なぜ日本は氏名すら標準化できなかったのか ―― 電子政府25年停滞の正体はデータガバナンス不在の属人化
Xで流れてきた投稿を見て、大きな危機感を抱いたので、改めて電子政府におけるデータガバナンスの重要性について整理しておきます。それは、デジタル庁の楠さんによる下記の投稿です。
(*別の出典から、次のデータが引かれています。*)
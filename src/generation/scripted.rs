use async_trait::async_trait;
use tracing::debug;

use super::{truncate_words, BreakthroughInsight, QuestionGenerator};
use crate::error::GenerationResult;
use crate::patterns::QuestionCategory;
use crate::stage::{BreakthroughReady, StageQuestion};

/// Words never picked as the "specific" subject of a question.
const FILLER: &[&str] = &[
    "about", "actually", "after", "again", "also", "always", "because", "been", "being", "could",
    "does", "doing", "don't", "from", "have", "honestly", "just", "kind", "know", "like", "maybe",
    "more", "much", "probably", "really", "should", "some", "sort", "than", "that", "their",
    "them", "then", "there", "they", "thing", "things", "think", "this", "very", "want", "what",
    "when", "where", "which", "wish", "with", "would", "your",
];

const QUOTE_WORDS: usize = 6;

/// Offline generator that fills pattern-library templates from the
/// user's own words. Deterministic for a given transcript.
#[derive(Debug, Clone, Default)]
pub struct ScriptedGenerator;

impl ScriptedGenerator {
    /// Create a scripted generator
    pub fn new() -> Self {
        Self
    }
}

fn content_words(text: &str) -> Vec<String> {
    let mut seen = Vec::new();
    for word in text
        .split(|c: char| !c.is_alphanumeric() && c != '\'')
        .map(|w| w.trim_matches('\'').to_lowercase())
    {
        if word.chars().count() >= 4 && !FILLER.contains(&word.as_str()) && !seen.contains(&word) {
            seen.push(word);
        }
    }
    seen
}

fn quote(text: &str) -> String {
    text.split_whitespace()
        .take(QUOTE_WORDS)
        .collect::<Vec<_>>()
        .join(" ")
        .trim_end_matches(|c: char| c.is_ascii_punctuation())
        .to_string()
}

fn fill_template(template: &str, latest: &str) -> String {
    let words = content_words(latest);
    let specific = words.first().map(String::as_str).unwrap_or("this");
    let other = words.get(1).map(String::as_str).unwrap_or("the alternative");
    let quoted = quote(latest);

    template
        .replace("{specific}", specific)
        .replace("{other}", other)
        .replace("{quote}", if quoted.is_empty() { "that" } else { &quoted })
}

fn capitalize(text: &str) -> String {
    let mut chars = text.chars();
    match chars.next() {
        Some(first) => first.to_uppercase().chain(chars).collect(),
        None => String::new(),
    }
}

#[async_trait]
impl QuestionGenerator for ScriptedGenerator {
    async fn generate_question(
        &self,
        question: &StageQuestion,
        category: QuestionCategory,
        history: &[String],
    ) -> GenerationResult<String> {
        let templates = category.templates();
        let latest = history.last().map(String::as_str).unwrap_or("");
        let template = templates[history.len() % templates.len()];

        let text = capitalize(&fill_template(template, latest));
        debug!(stage = %question.stage, category = %category, "Scripted question");
        Ok(truncate_words(&text, question.max_words))
    }

    async fn synthesize_breakthrough(
        &self,
        ready: &BreakthroughReady,
        history: &[String],
    ) -> GenerationResult<BreakthroughInsight> {
        let mut card = BreakthroughInsight::fallback_card(&ready.patterns);
        if ready.patterns.is_empty() {
            if let Some(first) = history.first().map(|t| quote(t)).filter(|q| !q.is_empty()) {
                card.friction = format!("\"{}\" keeps running into what you actually want.", first);
            }
        }
        card.validate()?;
        Ok(card)
    }
}

#[cfg(test)]
mod tests {
    use super::*;
    use crate::stage::{get_stage_question, Pattern, Stage, StopReason};

    fn history(items: &[&str]) -> Vec<String> {
        items.iter().map(|s| s.to_string()).collect()
    }

    #[test]
    fn test_content_words_skip_filler() {
        assert_eq!(
            content_words("I really want to leave my job but money is tight"),
            vec!["leave", "money", "tight"]
        );
    }

    #[test]
    fn test_fill_template_placeholders() {
        let latest = "My manager keeps moving the deadline";
        assert_eq!(
            fill_template("How is {specific} different from {other}?", latest),
            "How is manager different from keeps?"
        );
        assert_eq!(
            fill_template("You said \"{quote}\". What sits under that?", latest),
            "You said \"My manager keeps moving the deadline\". What sits under that?"
        );
    }

    #[test]
    fn test_fill_template_empty_latest() {
        assert_eq!(
            fill_template("What's underneath {specific}?", ""),
            "What's underneath this?"
        );
    }

    #[tokio::test]
    async fn test_question_respects_word_limit() {
        let generator = ScriptedGenerator::new();
        let mut question = get_stage_question(Stage::Friction);
        question.max_words = 4;
        let text = generator
            .generate_question(
                &question,
                QuestionCategory::Hypothetical,
                &history(&["my career feels frozen"]),
            )
            .await
            .unwrap();
        assert!(text.split_whitespace().count() <= 4);
        assert!(text.ends_with('?'));
    }

    #[tokio::test]
    async fn test_question_varies_with_turn_count() {
        let generator = ScriptedGenerator::new();
        let question = get_stage_question(Stage::Desire);
        let a = generator
            .generate_question(&question, QuestionCategory::Direct, &history(&["deadline stress"]))
            .await
            .unwrap();
        let b = generator
            .generate_question(
                &question,
                QuestionCategory::Direct,
                &history(&["x", "deadline stress"]),
            )
            .await
            .unwrap();
        assert_ne!(a, b);
    }

    #[tokio::test]
    async fn test_synthesis_uses_patterns() {
        let ready = BreakthroughReady {
            reason: StopReason::PatternDetected,
            patterns: vec![Pattern {
                name: "control-vs-chaos".to_string(),
                evidence: vec!["control".to_string(), "chaos".to_string()],
                confidence: 0.85,
            }],
            prompt: String::new(),
            questions_asked: 1,
        };
        let card = ScriptedGenerator::new()
            .synthesize_breakthrough(&ready, &history(&["I need control"]))
            .await
            .unwrap();
        assert!(card.insight.contains("control"));
    }

    #[tokio::test]
    async fn test_synthesis_quotes_user_without_patterns() {
        let ready = BreakthroughReady {
            reason: StopReason::UserRequestedSkip,
            patterns: vec![],
            prompt: String::new(),
            questions_asked: 0,
        };
        let card = ScriptedGenerator::new()
            .synthesize_breakthrough(&ready, &history(&["I hate my commute, honestly."]))
            .await
            .unwrap();
        assert_eq!(
            card.friction,
            "\"I hate my commute, honestly\" keeps running into what you actually want."
        );
    }
}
一見すると技術者による苦悩の吐露に見えますが、実は日本の電子政府が25年解決できなかった根本問題を端的に示しています。
”Personクラスにnameを入れるかどうかは実際にそのインスタンスで氏名を収集してハンドリングするかで判断すればいいが、姓名で項目を分けるべきか、その両方を必須項目とすべきか否かは、皇族やミャンマー人、ミドルネームがある国の人々の登録可能性について想像力が働かない人だと火傷するんだよな”
https://x.com/masanork/status/2012697847637086334?s=20
楠さんはこうした知識を整理したメモを公開していますが、これはあくまで個人の努力であり、組織的なガバナンス不在では限界があります。
JAPAN_IDENTITY_DATA_SPEC.md at main · masanork/tobari · GitHub
https://github.com/masanork/tobari/blob/main/packages/civ/docs/JAPAN_IDENTITY_DATA_SPEC.md
統一されたルールが無い、日本の姓名(氏名)
日本では、姓名という最も基本的な個人識別要素についてすら、国全体で「これが標準である」という統一ガバナンスが不在です。これが、データ重複収集、照合エラー、システム間連携の遅れを生み、「一度入力すれば全国で使える」デジタル基盤が築けない根本原因となっています。
エストニアには名前法(Nimeseadus、英語名:Names Act)という専用の法律と同法の諸規則で、個人名の付与・変更・使用の原則や人口登録(Population Register)への一貫した記録義務、非エストニア語名の正書法遵守と転写規則の統一、外国で変更された名前の国内登録手続き等を規定しています。名前法の規則には「人名を命名および適用する際に使用されるエストニア語-ラテン語の文字と記号の一覧、および外国語の人名を翻字するための規則」などがあります。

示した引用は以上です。